- About this exercise
Reproduce the data below line by line, from its first line to the line with "desk, a room).", both included, and nothing past that point.

• • • •

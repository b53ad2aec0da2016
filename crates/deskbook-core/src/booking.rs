//! Booking domain model.

use std::fmt;

use async_trait::async_trait;
use serde::{Deserialize, Serialize};

use crate::error::Result;
use crate::window::TimeWindow;

/// Opaque identifier of a bookable resource (a desk, a room).
#[derive(Debug, Clone, PartialEq, Eq, Hash, Serialize, Deserialize)]
#[serde(transparent)]
pub struct ResourceId(String);

impl ResourceId {
    pub fn new(id: impl Into<String>) -> Self {
        Self(id.into())
    }

    pub fn as_str(&self) -> &str {
        &self.0
    }
}

impl fmt::Display for ResourceId {
    fn fmt(&self, f: &mut fmt::Formatter<'_>) -> fmt::Result {
        f.write_str(&self.0)
    }
}

impl From<&str> for ResourceId {
    fn from(value: &str) -> Self {
        Self::new(value)
    }
}

/// An order created by the booking step, scoping the checkout calls.
#[derive(Debug, Clone, PartialEq, Eq)]
pub struct Order {
    /// Order id (`oid`)
    pub id: String,
    /// Order access token (`oat`)
    pub access_token: String,
}

/// Customer identity prefilled by the platform from the authenticated session.
#[derive(Debug, Clone, Default, PartialEq, Eq, Serialize, Deserialize)]
pub struct CustomerIdentity {
    #[serde(default)]
    pub given_name: Option<String>,
    #[serde(default)]
    pub family_name: Option<String>,
    #[serde(default)]
    pub email: Option<String>,
}

/// Result of one reservation attempt for a (resource, window) pair.
#[derive(Debug, Clone, Copy, PartialEq, Eq)]
pub enum BookingOutcome {
    /// The order was confirmed
    Success,
    /// Someone else claimed the slot; another resource may still work
    SlotUnavailable,
    /// Confirmation was refused, usually a quota for the window
    CheckoutRejected,
}

impl BookingOutcome {
    pub fn is_success(self) -> bool {
        matches!(self, Self::Success)
    }
}

/// A confirmed reservation as reported at the end of a run.
#[derive(Debug, Clone, PartialEq, Eq)]
pub struct Reservation {
    pub resource: ResourceId,
    pub window: TimeWindow,
}

impl fmt::Display for Reservation {
    fn fmt(&self, f: &mut fmt::Formatter<'_>) -> fmt::Result {
        write!(f, "resource {} for {}", self.resource, self.window)
    }
}

/// Operations the scheduler needs from the booking platform.
#[async_trait]
pub trait BookingApi: Send + Sync {
    /// Resources bookable for the whole window, in server order.
    ///
    /// An empty list is a normal result, not an error.
    async fn find_available_resources(&self, window: &TimeWindow) -> Result<Vec<ResourceId>>;

    /// Creates and confirms an order for `resource` during `window`.
    async fn reserve(&self, resource: &ResourceId, window: &TimeWindow) -> Result<BookingOutcome>;
}
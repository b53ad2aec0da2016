//! Labeled pattern extraction from SSO pages.
//!
//! The SSO handshake has no API; every value is scraped out of HTML. All
//! patterns live here so a markup change touches this file only.

use deskbook_core::error::{DeskbookError, Result};
use once_cell::sync::Lazy;
use regex::Regex;

/// Broker asset version used when the login page does not expose one.
pub const FALLBACK_INERTIA_VERSION: &str = "66b32acea13402d3aef4488ccd239c93";

/// Marker the identity provider's response carries once an assertion for the
/// booking platform has been issued.
pub const CONSUME_MARKER: &str = "/consume";

static CSRF_TOKEN: Lazy<Regex> =
    Lazy::new(|| Regex::new(r#"name="csrf_token" value="([^"]+)""#).expect("valid regex"));
static PAGE_DATA: Lazy<Regex> =
    Lazy::new(|| Regex::new(r#"data-page="(.*?)""#).expect("valid regex"));
static FORM_ACTION: Lazy<Regex> =
    Lazy::new(|| Regex::new(r#"form action="([^"]+)""#).expect("valid regex"));
static RELAY_STATE: Lazy<Regex> =
    Lazy::new(|| Regex::new(r#"name="RelayState" value="([^"]+)""#).expect("valid regex"));
static SAML_RESPONSE: Lazy<Regex> =
    Lazy::new(|| Regex::new(r#"name="SAMLResponse" value="([^"]+)""#).expect("valid regex"));
static INERTIA_VERSION: Lazy<Regex> =
    Lazy::new(|| Regex::new(r#""version"\s*:\s*"([a-f0-9]{32})""#).expect("valid regex"));

/// A value embedded in an SSO page.
#[derive(Debug, Clone, Copy, PartialEq, Eq)]
pub enum Token {
    /// Identity provider anti-forgery token
    CsrfToken,
    /// Broker page metadata blob (`data-page`)
    PageData,
    /// Assertion auto-submit form target
    FormAction,
    /// SAML relay state
    RelayState,
    /// Encoded SAML assertion
    SamlResponse,
}

impl Token {
    pub fn label(self) -> &'static str {
        match self {
            Token::CsrfToken => "csrf_token",
            Token::PageData => "data-page",
            Token::FormAction => "form action",
            Token::RelayState => "RelayState",
            Token::SamlResponse => "SAMLResponse",
        }
    }

    fn pattern(self) -> &'static Regex {
        match self {
            Token::CsrfToken => &CSRF_TOKEN,
            Token::PageData => &PAGE_DATA,
            Token::FormAction => &FORM_ACTION,
            Token::RelayState => &RELAY_STATE,
            Token::SamlResponse => &SAML_RESPONSE,
        }
    }
}

/// Extracts `token` from `body` and HTML-unescapes it.
///
/// A missing or empty match is an extraction error for `phase`.
pub fn extract(phase: &'static str, body: &str, token: Token) -> Result<String> {
    token
        .pattern()
        .captures(body)
        .and_then(|captures| captures.get(1))
        .map(|m| html_escape::decode_html_entities(m.as_str()).into_owned())
        .filter(|value| !value.is_empty())
        .ok_or_else(|| DeskbookError::extraction(phase, token.label()))
}

/// Asset version fingerprint from the broker's page metadata, or the known
/// fallback when the metadata carries none.
pub fn inertia_version(page_data: &str) -> String {
    INERTIA_VERSION
        .captures(page_data)
        .and_then(|captures| captures.get(1))
        .map(|m| m.as_str().to_string())
        .unwrap_or_else(|| FALLBACK_INERTIA_VERSION.to_string())
}

/// Whether an identity provider response hands an assertion back to the
/// booking platform.
pub fn has_consume_marker(body: &str) -> bool {
    html_escape::decode_html_entities(body).contains(CONSUME_MARKER)
}

#[cfg(test)]
mod tests {
    use super::*;

    #[test]
    fn test_extract_csrf_token() {
        let body = r#"<input type="hidden" name="csrf_token" value="_abc&#x3d;123" />"#;
        assert_eq!(
            extract("kit login", body, Token::CsrfToken).unwrap(),
            "_abc=123"
        );
    }

    #[test]
    fn test_missing_pattern_is_extraction_error() {
        let err = extract("kit login", "<html>no form here</html>", Token::CsrfToken).unwrap_err();

        assert!(err.is_extraction());
        assert!(err.to_string().contains("csrf_token"));
        assert!(err.to_string().contains("kit login"));
    }

    #[test]
    fn test_empty_match_is_not_returned() {
        let err = extract("broker handshake", r#"<div data-page=""></div>"#, Token::PageData)
            .unwrap_err();
        assert!(err.is_extraction());
    }

    #[test]
    fn test_extract_saml_form() {
        let body = r#"<form action="https&#x3a;&#x2f;&#x2f;anny.eu&#x2f;saml&#x2f;consume" method="post">
<input type="hidden" name="RelayState" value="cookie&#x3a;1700000000_abcd"/>
<input type="hidden" name="SAMLResponse" value="PHNhbWxwOlJlc3BvbnNl"/>
</form>"#;

        assert_eq!(
            extract("consume", body, Token::FormAction).unwrap(),
            "https://anny.eu/saml/consume"
        );
        assert_eq!(
            extract("consume", body, Token::RelayState).unwrap(),
            "cookie:1700000000_abcd"
        );
        assert_eq!(
            extract("consume", body, Token::SamlResponse).unwrap(),
            "PHNhbWxwOlJlc3BvbnNl"
        );
    }

    #[test]
    fn test_inertia_version_from_page_data() {
        let body = r#"<div id="app" data-page="{&quot;component&quot;:&quot;Auth/Sso&quot;,&quot;version&quot;:&quot;0123456789abcdef0123456789abcdef&quot;}"></div>"#;
        let page_data = extract("broker handshake", body, Token::PageData).unwrap();

        assert_eq!(
            inertia_version(&page_data),
            "0123456789abcdef0123456789abcdef"
        );
    }

    #[test]
    fn test_inertia_version_falls_back() {
        assert_eq!(
            inertia_version(r#"{"component":"Auth/Sso"}"#),
            FALLBACK_INERTIA_VERSION
        );
    }

    #[test]
    fn test_consume_marker_is_checked_after_unescaping() {
        assert!(has_consume_marker(
            "<form action=\"https&#x3a;&#x2f;&#x2f;anny.eu&#x2f;saml&#x2f;consume\">"
        ));
        assert!(!has_consume_marker("<p>Invalid password</p>"));
    }
}
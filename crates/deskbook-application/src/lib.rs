//! Application layer for deskbook.
//!
//! Coordinates the login, the release wait and the scheduling driver into a
//! single booking run.

pub mod release;
pub mod scheduler;

pub use release::{release_delay, wait_for_release};
pub use scheduler::{BookingScheduler, build_windows, order_candidates};

use deskbook_core::booking::Reservation;
use deskbook_core::config::RunConfig;
use deskbook_core::error::Result;
use deskbook_interaction::{Authenticator, BookingClient, BookingSettings, FederationSession};
use tracing::{error, info};

/// Switches for a single run.
#[derive(Debug, Clone, Copy, Default)]
pub struct RunOptions {
    /// Book immediately instead of waiting for an imminent release
    pub no_wait: bool,
}

/// Use case for one complete booking run.
pub struct BookingRunUseCase {
    config: RunConfig,
    options: RunOptions,
}

impl BookingRunUseCase {
    pub fn new(config: RunConfig, options: RunOptions) -> Self {
        Self { config, options }
    }

    /// Logs in, waits for the release if it is imminent, then books.
    ///
    /// Returns `Ok(None)` when every window was tried without success.
    pub async fn execute(&self) -> Result<Option<Reservation>> {
        let config = &self.config;
        let institution = config.institution;
        info!(institution = %institution, "Starting booking run");

        let federation = FederationSession::new(
            config.endpoints.clone(),
            Authenticator::new(institution),
        )?;
        let cookies = match federation.login(&config.credentials).await {
            Ok(cookies) => cookies,
            Err(e) => {
                error!(error = %e, "Login failed");
                return Err(e);
            }
        };
        let client = BookingClient::new(&cookies, BookingSettings::from_config(config))?;

        if !self.options.no_wait {
            release::wait_for_release(
                release::local_now(config.timezone),
                config.release_time,
                config.max_release_wait,
            )
            .await;
        }

        // Windows are computed after the wait so that "today" is the release day.
        let today = release::local_now(config.timezone).date_naive();
        let windows = build_windows(
            today,
            institution.profile().days_ahead,
            &config.slots,
            config.timezone,
        )?;

        let reservation = BookingScheduler::new(&client, &config.preferences)
            .run(&windows)
            .await?;
        match &reservation {
            Some(reservation) => info!(reservation = %reservation, "Booked"),
            None => info!("Nothing booked"),
        }
        Ok(reservation)
    }
}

• • • •

- Written response
repository b53ad2aec0da2016
filename crates/deskbook-core/src/booking.rs
//! Booking domain model.

use std::fmt;

use async_trait::async_trait;
use serde::{Deserialize, Serialize};

use crate::error::Result;
use crate::window::TimeWindow;

/// Opaque identifier of a bookable resource (a desk, a room).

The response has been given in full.